Esse artigo faz parte de uma série de três tratando de temas de direito francês de interesse para a comunidade brasileira na França. O primeiro tratou da utilização de documentos falsos sob o prisma penal. O segundo da possibilidade de regularização administrativa, ou seja, de obtenção de uma carta de residência (“titre de séjour”) por pessoas vivendo na França de forma clandestina. Este trata dos direitos trabalhistas do funcionário sem título de trabalho.
Sem título de trabalho, mas não sem direitos trabalhistas
Em princípio, o trabalhador que não possui uma carta de residência ou uma autorização de trabalho não pode ser empregado na França.
No entanto, na prática, dezenas de milhares de trabalhadores são empregados todos os dias, mesmo “sem papel”. Os principais setores empregando trabalhadores seriam a construção civil, a limpeza e alimentação (bares e restaurantes).
Neste caso, quais são os direitos destes trabalhadores?
Infelizmente, nem todos os direitos previstos no Código do trabalho se aplicam. Por exemplo, a gestante sem título de trabalho não é protegida contra a demissão, já que nem deveria estar trabalhando.

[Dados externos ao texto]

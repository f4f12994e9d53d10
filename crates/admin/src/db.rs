//! `PostgreSQL` pool for the admin session store.
//!
//! Staff records live in the business backend; the only local table is
//! `admin.session`, created by:
//! ```bash
//! cargo run -p climatech-cli -- migrate admin
//! ```

use std::time::Duration;

use secrecy::{ExposeSecret, SecretString};
use sqlx::PgPool;
use sqlx::postgres::PgPoolOptions;

/// Create the connection pool.
///
/// # Errors
///
/// Returns `sqlx::Error` if the connection cannot be established.
pub async fn create_pool(database_url: &SecretString) -> Result<PgPool, sqlx::Error> {
    PgPoolOptions::new()
        .max_connections(10)
        .min_connections(2)
        .acquire_timeout(Duration::from_secs(10))
        .connect(database_url.expose_secret())
        .await
}
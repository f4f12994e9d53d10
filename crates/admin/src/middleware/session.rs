//! Session middleware configuration for admin.
//!
//! Sets up `PostgreSQL`-backed sessions using tower-sessions with
//! stricter security settings than the storefront (SameSite=Strict, 24hr
//! expiry). The session holds the signed-in staff member and their backend
//! session cookie, never the browser.

use sqlx::PgPool;
use tower_sessions::{Expiry, SessionManagerLayer};
use tower_sessions_sqlx_store::PostgresStore;

use crate::config::AdminConfig;

/// Session cookie name for admin.
pub const SESSION_COOKIE_NAME: &str = "ct_admin_session";

/// Schema holding the admin session table.
pub const SESSION_SCHEMA: &str = "admin";

/// Session table name.
pub const SESSION_TABLE: &str = "session";

/// Session expiry time in seconds (24 hours).
const SESSION_EXPIRY_SECONDS: i64 = 24 * 60 * 60;

/// Session store in the `admin` schema.
///
/// # Panics
///
/// Panics if the schema name or table name is invalid (never happens with the
/// constants above).
#[must_use]
pub fn session_store(pool: &PgPool) -> PostgresStore {
    PostgresStore::new(pool.clone())
        .with_schema_name(SESSION_SCHEMA)
        .expect("valid schema name")
        .with_table_name(SESSION_TABLE)
        .expect("valid table name")
}

/// Create the session layer with `PostgreSQL` store.
///
/// The `admin.session` table is created by `ct-cli migrate admin`.
#[must_use]
pub fn create_session_layer(
    pool: &PgPool,
    config: &AdminConfig,
) -> SessionManagerLayer<PostgresStore> {
    SessionManagerLayer::new(session_store(pool))
        .with_name(SESSION_COOKIE_NAME)
        .with_expiry(Expiry::OnInactivity(
            tower_sessions::cookie::time::Duration::seconds(SESSION_EXPIRY_SECONDS),
        ))
        .with_secure(config.is_secure())
        .with_same_site(tower_sessions::cookie::SameSite::Strict)
        .with_http_only(true)
        .with_path("/")
}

No entanto, alguns direitos são previstos. O trabalhador clandestino tem direito à remuneração pelo período trabalhado, com pagamento de suplemento por hora extra, trabalho de noite ou fim de semana, etc. Da mesma forma, o trabalhador tem direito à férias pagas, o que representa, em geral, 10% do salário recebido no período. O empregador é obrigado a garantir a segurança do empregado, o que, é claro, inclui proteção contra qualquer forma de maltrato ou assédio.
No entanto, o estrangeiro não tem direito a manter o seu trabalho. De fato, o empregador é obrigado a romper o contrato assim que “descobre” a condição de sem-papel do seu empregado. Porém, isto não significa que não deve pagar indenizações.
Indenizações de ruptura do contrato
O trabalhador “declarado” – aquele que cotizava e tinha fiches de paie, em geral, tendo apresentado documento falso – tem direito a uma indenização de três meses de salário, mais um mês de aviso prévio, ou seja, quatro meses de salário.
O trabalhador que nem sequer foi declarado, é considerado “dissimulado” e tem direito a uma indenização de seis meses de salário, mais um mês de aviso prévio, ou seja, sete meses de salário.
Para receber estas indenizações, muitas vezes será necessária a assistência de um advogado. Isto porque os empregadores conhecendo a condição do brasileiro clandestino, consideram que ele não irá reclamar os seus direitos.
De fato, muitos brasileiros têm medo de começar um pedido na justiça. É necessário deixar claro que os trabalhadores clandestinos têm sim direito a entrar com um pedido no tribunal trabalhista (Conseil de prud’hommes) como qualquer trabalhador. Isto não apresenta nenhum risco, o secretariado do tribunal em nenhum caso comunica a situação do estrangeiro à polícia.
Outra coisa a entender é que, na França, um funcionário que pede demissão não tem direito a nada além dos salários e férias que ficarem por receber. Muitos empregadores se aproveitam das dificuldades dos trabalhadores com a língua francesa e da ignorância da legislação local. Se o seu empregador disser: “assine isto e te pago os seus direitos” muita atenção! Se o documento for um pedido de demissão, os seus direitos são reduzidos a quase nada.
É o empregador que deve demitir o funcionário. Para isto se deve seguir todo um processo. Em geral, os empregadores alegam estar demitindo por justa causa, principalmente em caso de documento falso. No entanto, o empregador tem a obrigação de verificar a autenticidade do documento de identidade apresentado. Logo, o fato de ter apresentado um documento falso, não permite uma demissão por justa causa.
Se o seu empregador quer lhe mandar embora sem pagar parte do seu salário, férias, indenizações de ruptura, etc, busque imediatamente a assistência de um advogado.